Success Rate and Time for Bypassing the Fractured Segments of Four NiTi Rotary Instruments

Abstract

Introduction:

The aim of this in vitro study was to compare the success rate and time required for bypassing the fractured segments of four different nickel-titanium (NiTi) rotary systems.

Methods and Materials:

This study was conducted on the mesiobuccal canals of 60 mandibular molars with fully-formed apices. Fifteen Flex Master, K3, RaCe and Hero Shaper instruments with 0.04 taper and tip size of #30 and 25 mm in length, were obtained. These instruments were notched at a point 3 mm from the tip of the instrument and were driven into the canals using a handpiece until the instruments fractured and became lodged therein. In the next step, an endodontist tried to bypass the fractured segment using K-files. The number of bypassed samples and the time required for bypassing of each sample were recorded. The Chi-square test was used to compare the bypassing rate among the experimental groups. One-way analysis of variance followed by Tukey’s post hoc test was conducted to compare the time taken for bypassing of the fractured fragments.

Results:

One instrument in Flex Master group and two broken segments in each of the K3 and Hero groups were not bypassed. All of the samples in RaCe group were bypassed. No significant difference was found among four tested groups regarding rate of bypassing (P=0.738). The time taken to bypass fragments in the Hero group was significantly more than in those of K3 (P=0.047) and RaCe (P=0.024).

Conclusion:

Under the limitations of this study, design features of rotary files can influence the time needed to bypass separated fragments.

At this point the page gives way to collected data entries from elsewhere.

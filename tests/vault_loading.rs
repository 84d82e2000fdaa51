//! End-to-end loading, reloading and authoring over an in-memory vault.

use std::cell::RefCell;
use std::future::Future;
use std::io;
use std::path::{Path, PathBuf};
use std::pin::Pin;
use std::sync::Arc;
use std::task::{Context, Poll};

use async_trait::async_trait;
use chrono::{DateTime, TimeZone, Utc};
use futures::executor::block_on;
use research_canvas::components::graph_canvas::render::arrowhead;
use research_canvas::graph::{DirEntry, GraphSession, Host, MemoryVault, VaultFs};
use research_canvas::{CanvasConfig, GraphError, Severity};
use uuid::Uuid;

const GRAPH_UUID: &str = "0b8f3a52-9a57-4c3c-8d4e-2f0c1a6b7e10";
const A: &str = "6f1c9e0e-3f55-4a8e-9d7e-8d0b9f3b2a11";
const B: &str = "a3d2c1b0-1111-4222-8333-444455556666";

fn graph_yaml(languages: &[&str]) -> String {
	format!(
		"uuid: {GRAPH_UUID}\nlanguages:\n  default: {}\n  all: [{}]\n",
		languages[0],
		languages.join(", ")
	)
}

fn vertex_yaml(uuid: &str, x: f64, y: f64, parents: &[&str]) -> String {
	format!(
		"uuid: {uuid}\ngraph: {GRAPH_UUID}\ntype: permanent\nvisibility: public\n\
		 created: 2024-01-01T00:00:00Z\nmodified: 2024-01-02\n\
		 canvas:\n  x: {x}\n  y: {y}\nedges:\n  parent: [{}]\n",
		parents.join(", ")
	)
}

fn content(title: &str, slug: &str, body: &str) -> String {
	format!("---\ntitle: {title}\nslug: {slug}\n---\n{body}")
}

/// A vertex folder with one English content file.
fn add_vertex(vault: &MemoryVault, folder: &str, uuid: &str, x: f64, y: f64, parents: &[&str]) {
	vault.insert_file(
		format!("/kb/{folder}/graph.yaml"),
		vertex_yaml(uuid, x, y, parents),
	);
	vault.insert_file(
		format!("/kb/{folder}/index.en.md"),
		content(folder, folder, "Body text\n"),
	);
}

struct TestHost {
	directory: Option<PathBuf>,
	uuids: RefCell<Vec<Uuid>>,
	notices: RefCell<Vec<(Severity, String)>>,
}

impl TestHost {
	fn new(directory: Option<&str>) -> Self {
		Self {
			directory: directory.map(PathBuf::from),
			uuids: RefCell::new(Vec::new()),
			notices: RefCell::new(Vec::new()),
		}
	}
}

#[async_trait(?Send)]
impl Host for TestHost {
	async fn select_directory(&self) -> Option<PathBuf> {
		self.directory.clone()
	}

	async fn new_uuid(&self) -> Uuid {
		self.uuids.borrow_mut().pop().unwrap_or_else(Uuid::new_v4)
	}

	async fn now(&self) -> DateTime<Utc> {
		Utc.with_ymd_and_hms(2024, 6, 1, 12, 0, 0).unwrap()
	}

	fn notify(&self, severity: Severity, message: &str) {
		self.notices.borrow_mut().push((severity, message.to_string()));
	}
}

/// Returns `Pending` once so a concurrent future gets polled.
struct YieldOnce(bool);

impl Future for YieldOnce {
	type Output = ();

	fn poll(mut self: Pin<&mut Self>, cx: &mut Context<'_>) -> Poll<()> {
		if self.0 {
			Poll::Ready(())
		} else {
			self.0 = true;
			cx.waker().wake_by_ref();
			Poll::Pending
		}
	}
}

/// Memory vault whose directory listings suspend once.
#[derive(Default)]
struct SlowVault(MemoryVault);

#[async_trait(?Send)]
impl VaultFs for SlowVault {
	async fn read_dir(&self, path: &Path) -> io::Result<Vec<DirEntry>> {
		YieldOnce(false).await;
		self.0.read_dir(path).await
	}

	async fn read_to_string(&self, path: &Path) -> io::Result<String> {
		self.0.read_to_string(path).await
	}

	async fn write(&self, path: &Path, contents: &str) -> io::Result<()> {
		self.0.write(path, contents).await
	}

	async fn create_dir(&self, path: &Path) -> io::Result<()> {
		self.0.create_dir(path).await
	}
}

/// Memory vault that refuses to write files whose name is `fail_on`.
struct FailingVault {
	inner: MemoryVault,
	fail_on: &'static str,
}

#[async_trait(?Send)]
impl VaultFs for FailingVault {
	async fn read_dir(&self, path: &Path) -> io::Result<Vec<DirEntry>> {
		self.inner.read_dir(path).await
	}

	async fn read_to_string(&self, path: &Path) -> io::Result<String> {
		self.inner.read_to_string(path).await
	}

	async fn write(&self, path: &Path, contents: &str) -> io::Result<()> {
		if path.file_name().is_some_and(|name| name == self.fail_on) {
			return Err(io::Error::new(io::ErrorKind::Other, "disk full"));
		}
		self.inner.write(path, contents).await
	}

	async fn create_dir(&self, path: &Path) -> io::Result<()> {
		self.inner.create_dir(path).await
	}
}

fn base_vault(languages: &[&str]) -> MemoryVault {
	let vault = MemoryVault::new();
	vault.insert_file("/kb/.research/graph.yaml", graph_yaml(languages));
	vault
}

fn session(vault: MemoryVault) -> GraphSession<MemoryVault, TestHost> {
	GraphSession::new(vault, TestHost::new(Some("/kb")), CanvasConfig::default())
}

#[test]
fn invalid_vertex_folders_are_skipped() {
	let vault = base_vault(&["en"]);
	add_vertex(&vault, "one", A, 0.0, 0.0, &[]);
	add_vertex(&vault, "two", B, 50.0, 0.0, &[]);
	add_vertex(
		&vault,
		"three",
		"c0ffee00-0000-4000-8000-000000000003",
		0.0,
		50.0,
		&[],
	);
	// Missing descriptor.
	vault.insert_file("/kb/bare/index.en.md", content("Bare", "bare", ""));
	// Schema violation.
	vault.insert_file(
		"/kb/bad-type/graph.yaml",
		vertex_yaml("c0ffee00-0000-4000-8000-000000000004", 0.0, 0.0, &[])
			.replace("type: permanent", "type: Not A Tag"),
	);
	vault.insert_file("/kb/bad-type/index.en.md", content("Bad", "bad", ""));
	// Not YAML.
	vault.insert_file("/kb/garbled/graph.yaml", "::: [");
	// No content files.
	vault.insert_file(
		"/kb/empty/graph.yaml",
		vertex_yaml("c0ffee00-0000-4000-8000-000000000005", 0.0, 0.0, &[]),
	);
	// Duplicate of A.
	add_vertex(&vault, "zz-copy", A, 9.0, 9.0, &[]);

	let session = session(vault);
	let graph = block_on(session.open()).unwrap().unwrap();
	assert_eq!(graph.vertices().len(), 3);
	let a = Uuid::parse_str(A).unwrap();
	assert_eq!(graph.vertex(&a).unwrap().canvas.x, 0.0);
	assert!(session.host().notices.borrow().is_empty());
}

#[test]
fn titles_cover_only_present_languages() {
	let vault = base_vault(&["en", "de", "fr"]);
	vault.insert_file("/kb/n/graph.yaml", vertex_yaml(A, 0.0, 0.0, &[]));
	vault.insert_file("/kb/n/index.en.md", content("Hello", "hello", "Hi\n"));
	vault.insert_file("/kb/n/index.de.md", content("Hallo", "hallo", "Moin\n"));

	let session = session(vault);
	let graph = block_on(session.open()).unwrap().unwrap();
	let vertex = &graph.vertices()[0];
	assert_eq!(vertex.title.keys().collect::<Vec<_>>(), vec!["de", "en"]);
	assert_eq!(vertex.slug.keys().collect::<Vec<_>>(), vec!["de", "en"]);
	assert_eq!(vertex.title_in("fr", &graph.languages.default), "Hello");
	assert_eq!(vertex.title_in("de", &graph.languages.default), "Hallo");

	let uuid = vertex.uuid;
	let fr = block_on(session.vertex_content(uuid, "fr")).unwrap();
	assert_eq!((fr.language.as_str(), fr.body.as_str()), ("en", "Hi\n"));
	let de = block_on(session.vertex_content(uuid, "de")).unwrap();
	assert_eq!((de.title.as_str(), de.body.as_str()), ("Hallo", "Moin\n"));
}

#[test]
fn parent_edge_between_two_vertices() {
	let vault = base_vault(&["en"]);
	add_vertex(&vault, "a", A, 0.0, 0.0, &[B]);
	add_vertex(&vault, "b", B, 100.0, 0.0, &[]);

	let session = session(vault);
	let graph = block_on(session.open()).unwrap().unwrap();
	assert_eq!(graph.vertices().len(), 2);
	assert_eq!(graph.edges().len(), 1);

	let edge = &graph.edges()[0];
	assert_eq!(edge.label, "parent");
	let (from, to) = graph.endpoints(edge).unwrap();
	let size = graph.style_of(to).size;
	assert_eq!(size, 16.0);
	let [tip, ..] = arrowhead(from, to, size).unwrap();
	assert!((tip.x - (100.0 - 16.0 * 1.125)).abs() < 1e-9);
	assert!(tip.y.abs() < 1e-9);
}

#[test]
fn concurrent_reload_is_rejected() {
	let vault = SlowVault::default();
	vault.0.insert_file("/kb/.research/graph.yaml", graph_yaml(&["en"]));
	add_vertex(&vault.0, "a", A, 0.0, 0.0, &[]);
	let session = GraphSession::new(vault, TestHost::new(Some("/kb")), CanvasConfig::default());
	let before = block_on(session.open_path(Path::new("/kb"))).unwrap();

	let (first, second) = block_on(futures::future::join(session.reload(), session.reload()));
	assert!(first.is_ok());
	assert!(matches!(second, Err(GraphError::Busy)));
	assert!(!session.is_loading());
	assert_eq!(session.graph().unwrap().vertices(), before.vertices());

	assert!(block_on(session.reload()).is_ok());
}

#[test]
fn failed_reload_keeps_previous_graph() {
	let vault = base_vault(&["en"]);
	add_vertex(&vault, "a", A, 0.0, 0.0, &[]);
	let session = session(vault);
	let before = block_on(session.open()).unwrap().unwrap();

	session.vault().remove("/kb/.research/graph.yaml");
	let err = block_on(session.reload()).unwrap_err();
	assert!(matches!(err, GraphError::MissingGraphDescriptor(_)));
	assert!(Arc::ptr_eq(&session.graph().unwrap(), &before));

	let notices = session.host().notices.borrow();
	assert_eq!(notices.len(), 1);
	assert_eq!(notices[0].0, Severity::Warning);
}

#[test]
fn create_vertex_writes_files_then_reloads() {
	let vault = base_vault(&["en", "de"]);
	add_vertex(&vault, "a", A, 0.0, 0.0, &[]);
	let session = session(vault);
	block_on(session.open()).unwrap();

	let new = Uuid::parse_str("12345678-9abc-4def-8123-456789abcdef").unwrap();
	session.host().uuids.borrow_mut().push(new);
	let created = block_on(session.create_vertex(120.0, -40.0)).unwrap();
	assert_eq!(created, new);

	let folder = format!("/kb/{new}");
	for file in ["graph.yaml", "index.en.md", "index.de.md"] {
		assert!(session.vault().contains(format!("{folder}/{file}")), "{file}");
	}

	let graph = session.graph().unwrap();
	assert_eq!(graph.vertices().len(), 2);
	let vertex = graph.vertex(&new).unwrap();
	assert_eq!((vertex.canvas.x, vertex.canvas.y), (120.0, -40.0));
	assert_eq!(vertex.kind, "fleeting");
	assert_eq!(vertex.title["en"], "Untitled");
	assert_eq!(vertex.slug["de"], "untitled-12345678");
	assert_eq!(vertex.created, vertex.modified);
}

#[test]
fn create_vertex_requires_open_graph() {
	let session = session(base_vault(&["en"]));
	let err = block_on(session.create_vertex(0.0, 0.0)).unwrap_err();
	assert!(matches!(err, GraphError::NotOpen));
	assert_eq!(session.host().notices.borrow().len(), 1);
}

#[test]
fn cancelled_open_is_a_no_op() {
	let session = GraphSession::new(
		base_vault(&["en"]),
		TestHost::new(None),
		CanvasConfig::default(),
	);
	assert!(block_on(session.open()).unwrap().is_none());
	assert!(session.graph().is_none());
	assert!(session.host().notices.borrow().is_empty());
	assert!(matches!(session.metadata(), Err(GraphError::NotOpen)));
}

#[test]
fn close_drops_the_graph_once() {
	let session = session(base_vault(&["en"]));
	block_on(session.open()).unwrap();
	assert!(session.close());
	assert!(session.vertices().is_empty());
	assert!(!session.close());
	assert_eq!(session.host().notices.borrow().len(), 1);
}

#[test]
fn create_vertex_rejects_unloadable_type_without_writing() {
	let vault = base_vault(&["en"]);
	add_vertex(&vault, "a", A, 0.0, 0.0, &[]);
	let config = CanvasConfig {
		new_vertex_type: "Idea".into(),
		..CanvasConfig::default()
	};
	let session = GraphSession::new(vault, TestHost::new(Some("/kb")), config);
	block_on(session.open()).unwrap();

	let new = Uuid::parse_str("12345678-9abc-4def-8123-456789abcdef").unwrap();
	session.host().uuids.borrow_mut().push(new);
	let err = block_on(session.create_vertex(0.0, 0.0)).unwrap_err();
	assert!(matches!(err, GraphError::InvalidVertexTemplate(_)));
	assert_eq!(err.severity(), Severity::Warning);
	assert!(!session.vault().contains(format!("/kb/{new}")));
	assert_eq!(session.host().notices.borrow().len(), 1);
	assert_eq!(session.vertices().len(), 1);
	assert!(!session.is_loading());
}

#[test]
fn create_vertex_rejects_dotted_extension() {
	let config = CanvasConfig {
		content_extension: "tar.gz".into(),
		..CanvasConfig::default()
	};
	let session = GraphSession::new(base_vault(&["en"]), TestHost::new(Some("/kb")), config);
	block_on(session.open()).unwrap();

	let err = block_on(session.create_vertex(0.0, 0.0)).unwrap_err();
	assert!(matches!(err, GraphError::InvalidVertexTemplate(_)));
	assert!(session.vertices().is_empty());
}

#[test]
fn failed_content_write_leaves_no_descriptor() {
	let inner = base_vault(&["en", "de"]);
	add_vertex(&inner, "a", A, 0.0, 0.0, &[]);
	let vault = FailingVault {
		inner,
		fail_on: "index.de.md",
	};
	let session = GraphSession::new(vault, TestHost::new(Some("/kb")), CanvasConfig::default());
	block_on(session.open()).unwrap();

	let new = Uuid::parse_str("12345678-9abc-4def-8123-456789abcdef").unwrap();
	session.host().uuids.borrow_mut().push(new);
	let err = block_on(session.create_vertex(10.0, 10.0)).unwrap_err();
	assert!(matches!(err, GraphError::Io { .. }));
	assert_eq!(err.severity(), Severity::Error);

	let folder = format!("/kb/{new}");
	assert!(session.vault().inner.contains(format!("{folder}/index.en.md")));
	assert!(!session.vault().inner.contains(format!("{folder}/graph.yaml")));

	let graph = block_on(session.reload()).unwrap();
	assert_eq!(graph.vertices().len(), 1);
	assert!(graph.vertex(&new).is_none());
}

Key Words: Instrument Fracture, Instrument Separation, File Fracture, Fractured Instrument, NiTi Rotary File, Root Canal Treatment

Introduction

Root canal debridement, cleaning and shaping are considered essential steps in root canal therapy. Endodontic hand and rotary files are the most commonly used instruments for removal of infected and affected dentin and for smoothing of the canal walls [1].

Advancements of the nickel-titanium (NiTi) alloy have led to development of practical files. Due to their high flexibility and superior resistance to torsional fracture, coupled with the design of cutting blades, NiTi engine-driven systems have become an important and common technique for root canal cleaning and shaping [2, 3].

Current experimental and clinical evidences show that the NiTi rotary system cleans out root canals, especially those with curvatures, far more smoothly and consistently with less chance of complications such as strip perforation, transportation and zipping compared to hand instruments [4, 5]. Moreover, faster treatment time of the rotary system can be a more comfortable and less frightening experience for patients [6].

However, the advent of the NiTi alloy has not resulted in a lower incidence of endodontic instrument fracture [7, 8] and NiTi files can be broken in the root canals without any significant evidence of damage on their surfaces [9-11]. The fracture rate of NiTi rotary instruments has been reported as being between 1.3% [12] and 10% [13]. The fracture of rotary instruments may affect the entire prognosis of root canal therapy [14].

In a study conducted by Spili et al. [15], the healing rates of teeth with periapical lesions were 87% for cases with a fractured instrument and 93% for matched controls after at least one year.

Conventional conservative management of separated instruments include attempts to remove the fragment, attempts to bypass the fragment, or preparing and filling the root canal system to the coronal level of the fragment [16, 17].

Removal of the fragment is considered as the optimal treatment option because cleaning and shaping of the root canal system can then be completed effectively to eliminate microorganisms. However, this treatment is a sophisticated process that needs training, experience and knowledge of the different methods, techniques and devices [18].

A major disadvantage of the retrieval of separated fragments has been excessive removal of root dentin coronal to the separated fragment, which may result in perforation or predispose the teeth to vertical root fracture [19-22].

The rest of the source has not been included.